Existe un sistema para conseguir que se aprueben los órganos de Radio Televisión Canaria y se normalice la situación jurídica y operativa en el ente público. No lo está desde hace años: el vigente decreto ley de medidas extraordinarias sobre la RTVC del pasado junio prolonga medidas no menos extraordinarias adoptadas en 2018 y 2020: textos para apuntalar la legalidad de una situación que en realidad la vulnera. Que en los últimos tres años y medio los dos máximos responsables que ha sufrido o disfrutado el llamado “ente público” lo hayan sido en calidad de administradores únicos ya es bastante ilustrativo de la incapacidad manifiesta de las fuerzas parlamentarias para cumplir y hacer cumplir la ley, entrampadas en sus cálculos y alianzas (digamos) extraparlamentarias.
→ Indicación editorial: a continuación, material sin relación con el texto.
/// In-process cache backend
use super::Cache;
use crate::error::SiteResult;
use async_trait::async_trait;
use std::collections::HashMap;
use std::time::{Duration, Instant};
use tokio::sync::RwLock;
use tracing::debug;

#[derive(Debug, Clone)]
struct MemoryEntry {
    value: String,
    expires_at: Instant,
}

/// Entry count above which `set` drops expired entries
const PURGE_THRESHOLD: usize = 4096;

/// Map-backed cache with read-time expiry
///
/// There is no background sweep. An expired key is dropped when it is read,
/// and every expired entry is dropped by a `set` that finds the map above
/// the purge threshold.
#[derive(Debug)]
pub struct MemoryCache {
    entries: RwLock<HashMap<String, MemoryEntry>>,
    purge_threshold: usize,
}

impl Default for MemoryCache {
    fn default() -> Self {
        Self {
            entries: RwLock::new(HashMap::new()),
            purge_threshold: PURGE_THRESHOLD,
        }
    }
}

impl MemoryCache {
    pub fn new() -> Self {
        Self::default()
    }

    #[cfg(test)]
    fn with_purge_threshold(purge_threshold: usize) -> Self {
        Self {
            purge_threshold,
            ..Self::default()
        }
    }

    /// Number of stored entries, live or expired
    pub async fn len(&self) -> usize {
        self.entries.read().await.len()
    }
}

#[async_trait]
impl Cache for MemoryCache {
    async fn get(&self, key: &str) -> SiteResult<Option<String>> {
        let now = Instant::now();

        match self.entries.read().await.get(key) {
            Some(entry) if entry.expires_at > now => {
                debug!("Cache HIT: {}", key);
                return Ok(Some(entry.value.clone()));
            }
            Some(_) => {}
            None => {
                debug!("Cache MISS: {}", key);
                return Ok(None);
            }
        }

        debug!("Cache EXPIRED: {}", key);
        let mut entries = self.entries.write().await;
        // A writer may have refreshed the key since the read lock was released
        if let Some(entry) = entries.get(key) {
            if entry.expires_at > now {
                return Ok(Some(entry.value.clone()));
            }
            entries.remove(key);
        }

        Ok(None)
    }

    async fn set(&self, key: &str, value: &str, ttl: Duration) -> SiteResult<()> {
        debug!("Cache SET: {} (TTL: {}s)", key, ttl.as_secs());

        let now = Instant::now();
        let entry = MemoryEntry {
            value: value.to_string(),
            expires_at: now + ttl,
        };

        let mut entries = self.entries.write().await;
        if entries.len() >= self.purge_threshold {
            let before = entries.len();
            entries.retain(|_, e| e.expires_at > now);
            debug!("Cache PURGE: dropped {} expired entries", before - entries.len());
        }
        entries.insert(key.to_string(), entry);

        Ok(())
    }

    fn name(&self) -> &'static str {
        "memory"
    }
}

#[cfg(test)]
mod tests {
    use super::*;
    use std::sync::Arc;

    #[tokio::test]
    async fn test_set_and_get() {
        let cache = MemoryCache::new();

        cache
            .set("country_1.2.3.4", "US", Duration::from_secs(60))
            .await
            .unwrap();

        assert_eq!(
            cache.get("country_1.2.3.4").await.unwrap(),
            Some("US".to_string())
        );
        assert_eq!(cache.get("country_5.6.7.8").await.unwrap(), None);
    }

    #[tokio::test]
    async fn test_expired_entry_reads_as_miss() {
        let cache = MemoryCache::new();

        cache
            .set("country_1.2.3.4", "DE", Duration::from_millis(20))
            .await
            .unwrap();
        tokio::time::sleep(Duration::from_millis(60)).await;

        assert_eq!(cache.get("country_1.2.3.4").await.unwrap(), None);
        // Reading the expired key drops it
        assert_eq!(cache.len().await, 0);

        cache
            .set("country_1.2.3.4", "FR", Duration::from_secs(60))
            .await
            .unwrap();
        assert_eq!(
            cache.get("country_1.2.3.4").await.unwrap(),
            Some("FR".to_string())
        );
        assert_eq!(cache.len().await, 1);
    }

    #[tokio::test]
    async fn test_set_purges_expired_entries_above_threshold() {
        let cache = MemoryCache::with_purge_threshold(4);

        for i in 0..3 {
            cache
                .set(&format!("country_10.0.0.{}", i), "DE", Duration::from_millis(20))
                .await
                .unwrap();
        }
        cache
            .set("country_10.0.1.1", "FR", Duration::from_secs(60))
            .await
            .unwrap();
        assert_eq!(cache.len().await, 4);

        tokio::time::sleep(Duration::from_millis(60)).await;

        // Never read again, so only the purge can drop them
        cache
            .set("country_10.0.1.2", "US", Duration::from_secs(60))
            .await
            .unwrap();
        assert_eq!(cache.len().await, 2);
        assert_eq!(
            cache.get("country_10.0.1.1").await.unwrap(),
            Some("FR".to_string())
        );
    }

    #[tokio::test]
    async fn test_below_threshold_set_keeps_entries() {
        let cache = MemoryCache::with_purge_threshold(100);

        cache.set("a", "DE", Duration::from_millis(20)).await.unwrap();
        tokio::time::sleep(Duration::from_millis(60)).await;
        cache.set("b", "FR", Duration::from_secs(60)).await.unwrap();

        assert_eq!(cache.len().await, 2);
    }

    #[tokio::test]
    async fn test_overwrite_is_last_write_wins() {
        let cache = MemoryCache::new();
        let ttl = Duration::from_secs(60);

        cache.set("k", "AA", ttl).await.unwrap();
        cache.set("k", "BB", ttl).await.unwrap();

        assert_eq!(cache.get("k").await.unwrap(), Some("BB".to_string()));
    }

    #[tokio::test]
    async fn test_concurrent_access() {
        let cache = Arc::new(MemoryCache::new());
        let ttl = Duration::from_secs(60);

        let mut handles = Vec::new();
        for i in 0..32 {
            let cache = Arc::clone(&cache);
            handles.push(tokio::spawn(async move {
                let key = format!("country_10.0.0.{}", i % 4);
                cache.set(&key, "NL", ttl).await.unwrap();
                cache.get(&key).await.unwrap()
            }));
        }

        for handle in handles {
            assert_eq!(handle.await.unwrap(), Some("NL".to_string()));
        }
        assert_eq!(cache.len().await, 4);
    }
}
/// Static assets
use axum::{
    extract::Request,
    http::{header, HeaderValue, Method},
    middleware::Next,
    response::Response,
};
use std::path::Path;
use tower_http::services::ServeDir;

const LONG_CACHE: &str = "public, max-age=31536000";
const LONG_CACHE_EXTENSIONS: &[&str] = &["js", "css", "png", "jpg", "jpeg", "gif", "svg", "webp"];

/// File service mounted at `/static`
pub fn service(static_dir: &Path) -> ServeDir {
    ServeDir::new(static_dir)
}

/// Year-long caching for scripts, styles and images
pub async fn long_cache_headers(req: Request, next: Next) -> Response {
    let cacheable = req.method() == Method::GET && is_long_cached(req.uri().path());

    let mut response = next.run(req).await;
    if cacheable {
        response
            .headers_mut()
            .insert(header::CACHE_CONTROL, HeaderValue::from_static(LONG_CACHE));
    }
    response
}

fn is_long_cached(path: &str) -> bool {
    Path::new(path)
        .extension()
        .and_then(|ext| ext.to_str())
        .map(|ext| {
            let ext = ext.to_ascii_lowercase();
            LONG_CACHE_EXTENSIONS.contains(&ext.as_str())
        })
        .unwrap_or(false)
}
//! In-memory graph store backed by petgraph with DashMap indexes.
//!
//! Every atom, node or edge, is a petgraph vertex. An edge atom points at each
//! of its members with an incidence arc weighted by the member's position, so
//! incoming traversal is a predecessor walk and outgoing traversal can restore
//! member order.

use std::sync::atomic::{AtomicU64, Ordering};
use std::sync::{PoisonError, RwLock};

use dashmap::DashMap;
use petgraph::Direction;
use petgraph::graph::{DiGraph, NodeIndex};
use petgraph::visit::EdgeRef;

use crate::belief::BeliefValue;
use crate::error::{GraphError, GraphResult};

use super::{AtomKind, EdgeKind, GraphRef, GraphStore, KindFilter, NodeKind};

/// Vertex payload.
#[derive(Debug, Clone)]
struct Atom {
    id: GraphRef,
    kind: AtomKind,
    name: Option<String>,
    belief: BeliefValue,
}

/// Reference [`GraphStore`] implementation held entirely in memory.
pub struct InMemoryGraph {
    graph: RwLock<DiGraph<Atom, usize>>,
    /// GraphRef → NodeIndex for O(1) lookups.
    index: DashMap<GraphRef, NodeIndex>,
    /// (kind, name) → nodes carrying that name, in creation order.
    names: DashMap<(NodeKind, String), Vec<GraphRef>>,
    next_id: AtomicU64,
}

impl InMemoryGraph {
    pub fn new() -> Self {
        Self {
            graph: RwLock::new(DiGraph::new()),
            index: DashMap::new(),
            names: DashMap::new(),
            next_id: AtomicU64::new(1),
        }
    }

    fn allocate(&self) -> GraphResult<GraphRef> {
        let raw = self.next_id.fetch_add(1, Ordering::Relaxed);
        GraphRef::new(raw).ok_or(GraphError::Exhausted)
    }

    fn lookup(&self, atom: GraphRef) -> GraphResult<NodeIndex> {
        self.index
            .get(&atom)
            .map(|idx| *idx.value())
            .ok_or(GraphError::UnknownRef {
                reference: atom.get(),
            })
    }
}

impl Default for InMemoryGraph {
    fn default() -> Self {
        Self::new()
    }
}

impl std::fmt::Debug for InMemoryGraph {
    fn fmt(&self, f: &mut std::fmt::Formatter<'_>) -> std::fmt::Result {
        f.debug_struct("InMemoryGraph")
            .field("atoms", &self.index.len())
            .finish()
    }
}

impl GraphStore for InMemoryGraph {
    fn add_node(&self, kind: NodeKind, name: &str) -> GraphResult<GraphRef> {
        // Indexes are written under the graph lock so enumeration never
        // sees an atom that lookups cannot resolve.
        let mut graph = self.graph.write().unwrap_or_else(PoisonError::into_inner);
        let id = self.allocate()?;
        let idx = graph.add_node(Atom {
            id,
            kind: AtomKind::Node(kind),
            name: Some(name.to_string()),
            belief: BeliefValue::NO_EVIDENCE,
        });
        self.index.insert(id, idx);
        self.names
            .entry((kind, name.to_string()))
            .or_default()
            .push(id);
        Ok(id)
    }

    fn add_edge(&self, kind: EdgeKind, members: &[GraphRef]) -> GraphResult<GraphRef> {
        if members.is_empty() {
            return Err(GraphError::EmptyEdge);
        }
        let member_idx = members
            .iter()
            .map(|m| self.lookup(*m))
            .collect::<GraphResult<Vec<_>>>()?;

        let mut graph = self.graph.write().unwrap_or_else(PoisonError::into_inner);
        let id = self.allocate()?;
        let idx = graph.add_node(Atom {
            id,
            kind: AtomKind::Edge(kind),
            name: None,
            belief: BeliefValue::NO_EVIDENCE,
        });
        for (position, target) in member_idx.into_iter().enumerate() {
            graph.add_edge(idx, target, position);
        }
        self.index.insert(id, idx);
        Ok(id)
    }

    fn incoming_edges(
        &self,
        target: GraphRef,
        kind: Option<EdgeKind>,
    ) -> GraphResult<Vec<GraphRef>> {
        let idx = self.lookup(target)?;
        let graph = self.graph.read().unwrap_or_else(PoisonError::into_inner);
        let mut edges: Vec<GraphRef> = graph
            .edges_directed(idx, Direction::Incoming)
            .filter_map(|e| graph.node_weight(e.source()))
            .filter(|atom| match (kind, atom.kind) {
                (None, _) => true,
                (Some(want), AtomKind::Edge(have)) => want == have,
                _ => false,
            })
            .map(|atom| atom.id)
            .collect();
        // An edge listing the same member twice yields two arcs.
        edges.sort();
        edges.dedup();
        Ok(edges)
    }

    fn outgoing(&self, edge: GraphRef) -> GraphResult<Vec<GraphRef>> {
        let idx = self.lookup(edge)?;
        let graph = self.graph.read().unwrap_or_else(PoisonError::into_inner);
        let is_edge = graph
            .node_weight(idx)
            .map(|atom| !atom.kind.is_node())
            .unwrap_or(false);
        if !is_edge {
            return Err(GraphError::NotAnEdge {
                reference: edge.get(),
            });
        }
        let mut members: Vec<(usize, GraphRef)> = graph
            .edges_directed(idx, Direction::Outgoing)
            .filter_map(|e| graph.node_weight(e.target()).map(|a| (*e.weight(), a.id)))
            .collect();
        members.sort_by_key(|(position, _)| *position);
        Ok(members.into_iter().map(|(_, id)| id).collect())
    }

    fn atoms_of(&self, filter: KindFilter) -> Vec<GraphRef> {
        let graph = self.graph.read().unwrap_or_else(PoisonError::into_inner);
        graph
            .node_weights()
            .filter(|atom| filter.matches(atom.kind))
            .map(|atom| atom.id)
            .collect()
    }

    fn by_name(&self, kind: NodeKind, name: &str) -> Vec<GraphRef> {
        self.names
            .get(&(kind, name.to_string()))
            .map(|v| v.value().clone())
            .unwrap_or_default()
    }

    fn name(&self, atom: GraphRef) -> Option<String> {
        let idx = self.lookup(atom).ok()?;
        let graph = self.graph.read().unwrap_or_else(PoisonError::into_inner);
        graph.node_weight(idx).and_then(|a| a.name.clone())
    }

    fn kind(&self, atom: GraphRef) -> Option<AtomKind> {
        let idx = self.lookup(atom).ok()?;
        let graph = self.graph.read().unwrap_or_else(PoisonError::into_inner);
        graph.node_weight(idx).map(|a| a.kind)
    }

    fn size(&self) -> usize {
        self.index.len()
    }

    fn belief(&self, atom: GraphRef) -> GraphResult<BeliefValue> {
        let idx = self.lookup(atom)?;
        let graph = self.graph.read().unwrap_or_else(PoisonError::into_inner);
        graph
            .node_weight(idx)
            .map(|a| a.belief)
            .ok_or(GraphError::UnknownRef {
                reference: atom.get(),
            })
    }

    fn set_belief(&self, atom: GraphRef, belief: BeliefValue) -> GraphResult<()> {
        let idx = self.lookup(atom)?;
        let mut graph = self.graph.write().unwrap_or_else(PoisonError::into_inner);
        match graph.node_weight_mut(idx) {
            Some(a) => {
                a.belief = belief;
                Ok(())
            }
            None => Err(GraphError::UnknownRef {
                reference: atom.get(),
            }),
        }
    }
}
Pero vayamos a la solución, que es muy simple: una guerra nuclear. Pero una guerra nuclear que, por supuesto, afecte a todo el planeta, no simplemente al archipiélago canario. Una conflagración universal que extermine hasta el último productor televisivo, el último presentador repeinado o presentadora chillona, el último salvapatrias progresista a tanto la pieza. Entonces, y solo entonces, se podría empezar de cero, y alrededor de una hoguera crepitante, reunidos en el fondo de un socavón donde una vez estuvieron las calles Rafael O´Shanahan o Teobaldo Power, lograríamos designar a la cucaracha más gorda que encontremos director general de la televisión canaria, en la confianza de que la resistencia biológica de las cucas volonas alcanzará hasta que la televisión sea reinventada y la comunidad autónoma debidamente reconstruida.
Y mientras tanto habrá que esperar. No se me ocurre sino la resignación más o menos cristiana para pasar los próximos lustros mientras Paco Moreno envejece y se convierte en el primer administrador único centenario, ampliándosele el sueldo para que adquiera una tacataca digno y dotado con geolocalizador hasta que se constituya la Junta de Control, o llega una chica nueva a la oficina que se llama Farala y es divina para ser la única administradora a discreción. Y a callar. Y pasa esto, aún más simplemente, porque a algunos políticos les aterroriza que algunas medios se consideren maltratados. Los políticos isleños –de cualquier partido y condición, pobrecitos – tienen una idea absolutamente tronchante de la influencia socioelectoral de los medios de comunicación. Tronchante. No han descubierto del todo que tienen en sus manos, ahora mismo, la misma supervivencia de aquellos que alardean directa o indirectamente, en público o en privado, de mantenerlos en el poder. Así, por ejemplo, el PSOE de Canarias no le debe a nadie, salvo a sus electores, los 25 escaños que ganó en los comicios autonómicos de 2019. Ni uno solo de esos 25 diputados se adeudan a un periódico, a una radio o a una productora de televisión. Pero se renuncia a la autonomía política frente a otros poderes – aunque sea un poder tan endeble como el de los medios – y se juega a bloquear indefinidamente la situación para no tomar ninguna decisión que pueda molestar a nadie. Si el precio es mantener una cadena de televisión – y a una emisora de radio – en un sempiterno limbo jurídico pues se paga y ya está.
Puede uno refugiarse en el humorismo. Leer la hedionda basurita de los que se lo están llevando crudo para que no sea posible que se ponga en marcha un organismo –la Junta de Control – que entre otros objetivos tiene fiscalizar la gestión del director general y su equipo, incluidos, como es obvio, los contratos de producción. Es tan obvio, tan grosero y tan miserable que da grima. Forma parte de las anormalidades democráticas de este país y se trata de un tumor venenoso que no puede ser extirpado por unas elecciones, sino por la acción consensuada de unos políticos (de unos partidos) que actúen con verdadera autonomía y resolución, que se entiendan a sñi mismos como mandatados por la ciudadanía y servidores de los intereses generales.